Братья
Шрифт:
— Это лучшее место в городе. Запомни. — Они уселись за стол, подбежавший мальчик тщательно стер с него пылинки и склонился перед посетителем.
— Принеси нам графин лучшего вина, Калиост. — Распорядился грек. — Сыр. Хлеб. Потом решим, что еще.
— Я не голоден. — Поспешно сказал Франсуа. — Этого хватит.
— Делай, Калиост, что я сказал. — Распоряжался новый знакомый. — И холодной воды, чтобы прочувствовать вкус вина. — Мальчик почтительно слушал. Из дальнего угла окликали, но он будто прирос к полу.
— Это все. — Распорядился грек. — И не медли. — Мальчика не нужно было уговаривать. Он бросился со всех ног.
— Глянь на него. Я подобрал с улицы. Упрямый чертенок, но, как видишь, всему можно обучить, если найти правильные слова. Меня зовут Аристид. Да, я грек, хотя жил на родине меньше, чем в других местах. — Мальчик принес вино и заторопился к другим посетителям. Аристид сделал глоток. — Попробуй.

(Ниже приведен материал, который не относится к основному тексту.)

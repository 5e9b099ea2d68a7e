mod commands;

use anyhow::Result;
use clap::{Parser, Subcommand};

#[derive(Parser)]
#[command(name = "pid", about = "Treatment plant P&ID viewer checks and proposal export")]
#[command(version)]
struct Cli {
    /// Enable verbose output
    #[arg(short, long, global = true)]
    verbose: bool,

    #[command(subcommand)]
    command: Commands,
}

#[derive(Subcommand)]
enum Commands {
    /// List the interactive units and loader findings of a diagram
    Inspect(commands::inspect::InspectArgs),
    /// Save the diagram of a design as SVG or PNG
    Diagram(commands::diagram::DiagramArgs),
    /// Export a design report as HTML, RTF or Word
    Report(commands::report::ReportArgs),
    /// Extract parameters from a project's special instructions
    Analyze(commands::design::AnalyzeArgs),
    /// Generate a full design for a project
    Generate(commands::design::GenerateArgs),
    /// Regenerate only the P&ID of an existing design
    Regenerate(commands::design::RegenerateArgs),
    /// Edit an image from a text prompt
    EditImage(commands::design::EditImageArgs),
    /// Show or change viewer settings
    Settings(commands::settings::SettingsArgs),
}

#[tokio::main]
async fn main() -> Result<()> {
    let cli = Cli::parse();

    let default_filter = if cli.verbose { "debug" } else { "warn" };
    env_logger::Builder::from_env(env_logger::Env::default().default_filter_or(default_filter))
        .init();

    match &cli.command {
        Commands::Inspect(args) => commands::inspect::run(args),
        Commands::Diagram(args) => commands::diagram::run(args),
        Commands::Report(args) => commands::report::run(args),
        Commands::Analyze(args) => commands::design::analyze(args).await,
        Commands::Generate(args) => commands::design::generate(args).await,
        Commands::Regenerate(args) => commands::design::regenerate(args).await,
        Commands::EditImage(args) => commands::design::edit(args).await,
        Commands::Settings(args) => commands::settings::run(args),
    }
}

Франсуа отмалчивался, но Аристид не нуждался в поощрении. — Выпей. Нет-нет, я не признаю отговорок. Ты мне должен за удачную покупку. А теперь скажи — действительно, хорошее вино? Ты решил, что я — пьяница, раз сижу здесь каждый день? Было время, один глоток такого вина казался мне чудом. Я расскажу. Каждый год я возил шелк по течению великой реки Нил. У меня там были хорошие покупатели, которые приносили взамен золото и драгоценные камни. Мы ездили с евреем по имени Саломон. В торговле лучше иметь евреев среди компаньонов, а не конкурентов. Так вот, когда мы были внизу на реке, один из людей сказал, что должны подвезти камень размером с половину моего кулака. Всего несколько дней нужно ждать. Я поспорил с Саломоном, тот считал, что никакой камень не стоит его драгоценной жизни. А я остался. В начале того года было землетрясение, дожди пошли раньше. Сильные, как никогда. Нил разлился, и я прожил в деревне с дикарями целых три месяца. Тогда я дал себе клятву насчет вина. Но это не все. На обратном пути лодка перевернулась, и я потерял все, что имел. А самородок — это было золото — забрали в уплату проводники. За мое спасение — так они сказали. Я вернулся и выпросил у Саломона несколько золотых, чтобы снова начать дело. Вот, как несправедлива бывает судьба к тем, кто добивается ее расположения. — Аристид стукнул кулаком по столу. Он не пьянел, и не забывал подливать Франсуа, на которого вино явно подействовало. Пришла приятная легкость, гул голосов стал глуше и мягче, тонкий звук флейты, будто прорезался среди шума и звучал совсем рядом. Впрочем, флейта действительно была. Большегубое лицо Аристида висело перед ним. Изо рта торчали редкие зубы. Потом из-за плеча грека, прикрывавшего дальнюю стену и полки с расставленными кувшинами, возникла неясная тень, странно знакомая захмелевшему Франсуа. Его будто толкнуло. Это была та самая девушка. Она вышла из подвального мрака, как раньше возникала из света. Молчаливая, она была занята делом и не обращала на посетителей никакого внимания. Франсуа застыл. Аристид ощутил волнение, обернулся, проследил за взглядом.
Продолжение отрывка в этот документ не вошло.